Thousands of lifeless fish came to the surface as a plume of acid floated down the river, leaving dead crocodiles and other wildlife in its wake.
For the millions of Zambians who rely on Kafue, the collapse of the tailings dam at China’s Sino-Metals Leach copper mine triggered a national environmental emergency that has yet to end. The spill disrupted the drinking water supply to Kitwe, Zambia’s third-largest city, home to half a million people.
Signs of pollution were detected 60 miles downstream from the collapse. Helicopters continued the spill downstream, dropping lime into the water to try to neutralize its corrosive power.
The affected region is home to rare wildlife, including the Kafue lechwe antelope, Zambian barbet and wattled crane.

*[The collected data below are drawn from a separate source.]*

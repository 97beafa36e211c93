//! Execution step tests: fetch, length dispatch, PC commit, and trap state.

use pretty_assertions::assert_eq;
use rstest::rstest;
use rv64emu_core::common::{MemWidth, Trap};
use rv64emu_core::isa::op::Op;

use crate::common::harness::{DATA_BASE, RAM_BASE};
use crate::common::{InstructionBuilder as I, TestContext};

#[test]
fn addi_retires_and_advances_pc() {
    let mut ctx = TestContext::new().load_program(&[0x02A5_0513]);
    ctx.set_reg(10, 0);

    let retired = ctx.step().unwrap();
    assert_eq!(retired.pc, RAM_BASE);
    assert_eq!(retired.op, Op::Addi);
    assert_eq!(retired.next_pc, RAM_BASE + 4);
    assert_eq!(retired.inst.raw(), 0x02A5_0513);
    assert_eq!(ctx.get_reg(10), 42);
    assert_eq!(ctx.cpu().pc, RAM_BASE + 4);
}

#[test]
fn x0_stays_zero_after_writes() {
    let mut ctx = TestContext::new().load_program(&[
        I::new().addi(0, 0, 5).build(),
        I::new().lui(0, 0x12345).build(),
        I::new().jal(0, 4).build(),
        I::new().add(1, 0, 0).build(),
    ]);
    ctx.run_steps(4);
    assert_eq!(ctx.get_reg(0), 0);
    assert_eq!(ctx.get_reg(1), 0);
}

#[test]
fn counted_loop_sums() {
    // t0 = 5; a0 = 0; loop: a0 += t0; t0 -= 1; bne t0, zero, loop
    let mut ctx = TestContext::new().load_program(&[
        I::new().addi(5, 0, 5).build(),
        I::new().addi(10, 0, 0).build(),
        I::new().add(10, 10, 5).build(),
        I::new().addi(5, 5, -1).build(),
        I::new().bne(5, 0, -8).build(),
    ]);
    ctx.run_steps(2 + 5 * 3);
    assert_eq!(ctx.get_reg(10), 15);
    assert_eq!(ctx.cpu().pc, RAM_BASE + 20);
}

#[test]
fn taken_branch_commits_target_not_target_plus_four() {
    let mut ctx = TestContext::new().load_program(&[I::new().beq(0, 0, 12).build()]);
    let retired = ctx.step().unwrap();
    assert_eq!(retired.next_pc, RAM_BASE + 12);
    assert_eq!(ctx.cpu().pc, RAM_BASE + 12);
}

#[test]
fn jal_links_and_jumps() {
    let mut ctx = TestContext::new().load_program(&[I::new().jal(1, 0x100).build()]);
    ctx.run_steps(1);
    assert_eq!(ctx.get_reg(1), RAM_BASE + 4);
    assert_eq!(ctx.cpu().pc, RAM_BASE + 0x100);
}

#[test]
fn jalr_clears_bit_zero() {
    let mut ctx = TestContext::new().load_program(&[I::new().jalr(1, 5, 0).build()]);
    ctx.set_reg(5, RAM_BASE + 0x41);
    ctx.run_steps(1);
    assert_eq!(ctx.cpu().pc, RAM_BASE + 0x40);
    assert_eq!(ctx.get_reg(1), RAM_BASE + 4);
}

#[test]
fn jalr_with_rd_equal_rs1_uses_old_base() {
    let mut ctx = TestContext::new().load_program(&[I::new().jalr(1, 1, 8).build()]);
    ctx.set_reg(1, RAM_BASE + 0x200);
    ctx.run_steps(1);
    assert_eq!(ctx.cpu().pc, RAM_BASE + 0x208);
    assert_eq!(ctx.get_reg(1), RAM_BASE + 4);
}

#[test]
fn misaligned_jalr_traps_without_linking() {
    let mut ctx = TestContext::new().load_program(&[I::new().jalr(1, 5, 2).build()]);
    ctx.set_reg(5, RAM_BASE + 0x40);
    ctx.set_reg(1, 0x1111);

    let trap = ctx.step().unwrap_err();
    assert_eq!(trap, Trap::InstructionAddressMisaligned(RAM_BASE + 0x42));
    assert_eq!(ctx.get_reg(1), 0x1111);
    assert_eq!(ctx.cpu().pc, RAM_BASE);
}

#[test]
fn misaligned_jal_traps_without_linking() {
    let mut ctx = TestContext::new().load_program(&[I::new().jal(1, 6).build()]);
    let trap = ctx.step().unwrap_err();
    assert_eq!(trap, Trap::InstructionAddressMisaligned(RAM_BASE + 6));
    assert_eq!(ctx.get_reg(1), 0);
}

#[test]
fn misaligned_branch_traps_only_when_taken() {
    let mut ctx = TestContext::new().load_program(&[
        I::new().bne(0, 0, 6).build(),
        I::new().beq(0, 0, 6).build(),
    ]);
    ctx.run_steps(1);
    assert_eq!(ctx.cpu().pc, RAM_BASE + 4);

    let trap = ctx.step().unwrap_err();
    assert_eq!(trap, Trap::InstructionAddressMisaligned(RAM_BASE + 10));
    assert_eq!(ctx.cpu().pc, RAM_BASE + 4);
}

#[test]
fn compressed_parcel_is_illegal_with_low_half() {
    let mut ctx = TestContext::new().load_program(&[0xABCD_4501]);
    assert_eq!(ctx.step(), Err(Trap::IllegalInstruction(0x4501)));
    assert_eq!(ctx.cpu().pc, RAM_BASE);
}

#[test]
fn illegal_instruction_leaves_state_and_drops_reservation() {
    let mut ctx = TestContext::new().load_program(&[I::new().lr_d(5, 6).build(), 0xFFFF_FFFF]);
    ctx.set_reg(6, DATA_BASE);
    ctx.run_steps(1);
    assert!(ctx.cpu().reservations.is_reserved(DATA_BASE));

    let before = ctx.cpu().regs.clone();
    assert_eq!(ctx.step(), Err(Trap::IllegalInstruction(0xFFFF_FFFF)));
    assert_eq!(ctx.cpu().pc, RAM_BASE + 4);
    assert_eq!(ctx.cpu().regs, before);
    assert!(ctx.cpu().reservations.is_empty());
}

#[test]
fn misaligned_pc_fails_fetch() {
    let mut ctx = TestContext::new();
    ctx.cpu_mut().pc = RAM_BASE + 2;
    assert_eq!(ctx.step(), Err(Trap::InstructionAddressMisaligned(RAM_BASE + 2)));
}

#[test]
fn unmapped_fetch_faults_under_fault_policy() {
    let mut ctx = TestContext::faulting();
    ctx.cpu_mut().pc = 0x4000;
    assert_eq!(ctx.step(), Err(Trap::InstructionAccessFault(0x4000)));
}

#[test]
fn unmapped_fetch_reads_zero_under_ignore_policy() {
    let mut ctx = TestContext::new();
    ctx.cpu_mut().pc = 0x4000;
    assert_eq!(ctx.step(), Err(Trap::IllegalInstruction(0)));
}

#[test]
fn ecall_and_ebreak_report_their_pc() {
    let mut ctx = TestContext::new().load_program(&[
        I::new().ecall().build(),
        I::new().ebreak().build(),
    ]);
    assert_eq!(ctx.step(), Err(Trap::EnvironmentCall(RAM_BASE)));
    ctx.cpu_mut().pc = RAM_BASE + 4;
    assert_eq!(ctx.step(), Err(Trap::Breakpoint(RAM_BASE + 4)));
}

#[test]
fn ecall_with_nonzero_rd_is_illegal() {
    let raw = I::new().ecall().rd(1).build();
    let mut ctx = TestContext::new().load_program(&[raw]);
    assert_eq!(ctx.step(), Err(Trap::IllegalInstruction(raw)));
}

#[test]
fn fences_are_no_ops() {
    let mut ctx = TestContext::new().load_program(&[
        I::new().fence().build(),
        I::new().fence_i().build(),
    ]);
    ctx.run_steps(2);
    assert_eq!(ctx.cpu().pc, RAM_BASE + 8);
}

#[test]
fn lui_and_auipc() {
    let mut ctx = TestContext::new().load_program(&[
        I::new().lui(5, 0x12345).build(),
        I::new().auipc(6, 0x1).build(),
        I::new().lui(7, 0xFFFFF).build(),
    ]);
    ctx.run_steps(3);
    assert_eq!(ctx.get_reg(5), 0x1234_5000);
    assert_eq!(ctx.get_reg(6), RAM_BASE + 4 + 0x1000);
    assert_eq!(ctx.get_reg(7), 0xFFFF_FFFF_FFFF_F000);
}

#[test]
fn self_modifying_store_is_seen_by_next_fetch() {
    // sw t1, 8(t0) overwrites the third instruction with addi a0, zero, 7.
    let patch = I::new().addi(10, 0, 7).build();
    let mut ctx = TestContext::new().load_program(&[
        I::new().sw(5, 6, 8).build(),
        I::new().fence_i().build(),
        I::new().nop().build(),
    ]);
    ctx.set_reg(5, RAM_BASE);
    ctx.set_reg(6, u64::from(patch));
    ctx.run_steps(3);
    assert_eq!(ctx.get_reg(10), 7);
    assert_eq!(ctx.read_mem(RAM_BASE + 8, MemWidth::Word), u64::from(patch));
}

#[rstest]
#[case::lui(I::new().lui(0, 0x12345))]
#[case::auipc(I::new().auipc(0, 1))]
#[case::jal(I::new().jal(0, 4))]
#[case::jalr(I::new().jalr(0, 5, 4))]
#[case::load(I::new().ld(0, 5, 0))]
#[case::addi(I::new().addi(0, 6, 1))]
#[case::add(I::new().add(0, 6, 6))]
#[case::addiw(I::new().addiw(0, 6, 1))]
#[case::sllw(I::new().sllw(0, 6, 6))]
#[case::mul(I::new().mul(0, 6, 6))]
#[case::div(I::new().div(0, 6, 0))]
#[case::lr(I::new().lr_d(0, 7))]
#[case::sc(I::new().sc_d(0, 7, 6))]
#[case::amo(I::new().amoswap_d(0, 7, 6))]
fn writes_to_x0_are_discarded(#[case] inst: I) {
    let mut ctx = TestContext::new().load_program(&[inst.build()]);
    ctx.set_reg(5, RAM_BASE);
    ctx.set_reg(6, 0x55);
    ctx.set_reg(7, DATA_BASE);
    let _ = ctx.step().expect("instruction retires");
    assert_eq!(ctx.get_reg(0), 0);
}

“It looked like diesel mixed with oil. We had already planted our crops, but they died. When you now turn the soil to plow it for sowing, it has turned yellowish and has a pungent smell,” says Mary Milimo, a 65-year-old small-scale farmer near where the Mwambashi River joins the Kafue.
“There are no more fish here,” says Patrick Chindemwa, 66, who farms nearby. “I sowed corn in October using irrigation. All the corn dried up.
“The ground is yellow and the earth here is like grease; it’s slippery and when it rains it melts. We need help,” he says.
Sino-Metals did not respond to a request for comment.
Nearly a year later, the Kafue disaster has become another black mark for the mining industry and its long history of environmental disasters caused by improperly stored waste. Tailings dams – deposits of often toxic mining waste stored underwater – litter landscapes around the world. Often, they contain enormous amounts of toxic and harmful materials.
Quick guide
What are tailings dams and what happens if they fail?
To show
What are tailings dams?
Tailings dams are structures designed to store mining waste. They are meant to last forever. Some are built like traditional dams that hold back water, while others are built with rock and other waste. Some are enormous and are among the largest engineering structures on the planet.
What do they hold?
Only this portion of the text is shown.